*** Information provided ***

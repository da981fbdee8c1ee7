//! Directed edges between code entities (§3 `CodeRelation`).

use serde::{Deserialize, Serialize};

#[derive(Debug, Clone, Copy, PartialEq, Eq, Hash, Serialize, Deserialize)]
#[serde(rename_all = "snake_case")]
pub enum RelationType {
    Contains,
    DefinedIn,
    Extends,
    Implements,
    Overrides,
    Imports,
    Exports,
    DependsOn,
    Calls,
    Instantiates,
    UsesType,
    References,
    HasParameter,
    Returns,
    DecoratedBy,
    Documents,
}

impl RelationType {
    pub fn as_str(&self) -> &'static str {
        match self {
            RelationType::Contains => "contains",
            RelationType::DefinedIn => "defined_in",
            RelationType::Extends => "extends",
            RelationType::Implements => "implements",
            RelationType::Overrides => "overrides",
            RelationType::Imports => "imports",
            RelationType::Exports => "exports",
            RelationType::DependsOn => "depends_on",
            RelationType::Calls => "calls",
            RelationType::Instantiates => "instantiates",
            RelationType::UsesType => "uses_type",
            RelationType::References => "references",
            RelationType::HasParameter => "has_parameter",
            RelationType::Returns => "returns",
            RelationType::DecoratedBy => "decorated_by",
            RelationType::Documents => "documents",
        }
    }
}

impl std::fmt::Display for RelationType {
    fn fmt(&self, f: &mut std::fmt::Formatter<'_>) -> std::fmt::Result {
        write!(f, "{}", self.as_str())
    }
}

#[derive(Debug, Clone, Copy, PartialEq, Eq, Serialize, Deserialize)]
#[serde(rename_all = "snake_case")]
pub enum ResolutionStatus {
    Resolved,
    Pending,
    Unresolved,
}

/// A directed edge between two entities, possibly still unresolved.
#[derive(Debug, Clone, Serialize, Deserialize)]
pub struct CodeRelation {
    pub id: String,
    pub source_entity_id: String,
    pub target_entity_id: Option<String>,
    pub target_qualified_name: String,
    pub relation_type: RelationType,
    pub line_number: Option<u32>,
    pub context_snippet: Option<String>,
    pub weight: f64,
    pub is_cross_repository: bool,
    pub resolution_status: ResolutionStatus,
}

impl CodeRelation {
    pub fn resolved(
        id: impl Into<String>,
        source_entity_id: impl Into<String>,
        target_entity_id: impl Into<String>,
        target_qualified_name: impl Into<String>,
        relation_type: RelationType,
        is_cross_repository: bool,
    ) -> Self {
        Self {
            id: id.into(),
            source_entity_id: source_entity_id.into(),
            target_entity_id: Some(target_entity_id.into()),
            target_qualified_name: target_qualified_name.into(),
            relation_type,
            line_number: None,
            context_snippet: None,
            weight: 1.0,
            is_cross_repository,
            resolution_status: ResolutionStatus::Resolved,
        }
    }

    pub fn with_line(mut self, line_number: u32) -> Self {
        self.line_number = Some(line_number);
        self
    }

    pub fn with_context(mut self, context: impl Into<String>) -> Self {
        self.context_snippet = Some(context.into());
        self
    }

    pub fn with_weight(mut self, weight: f64) -> Self {
        self.weight = weight;
        self
    }
}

***

__Task prompt__:
Copy each line of the records that contains the word "DefinedIn".

__Solution below__:
    DefinedIn,
            RelationType::DefinedIn => "defined_in",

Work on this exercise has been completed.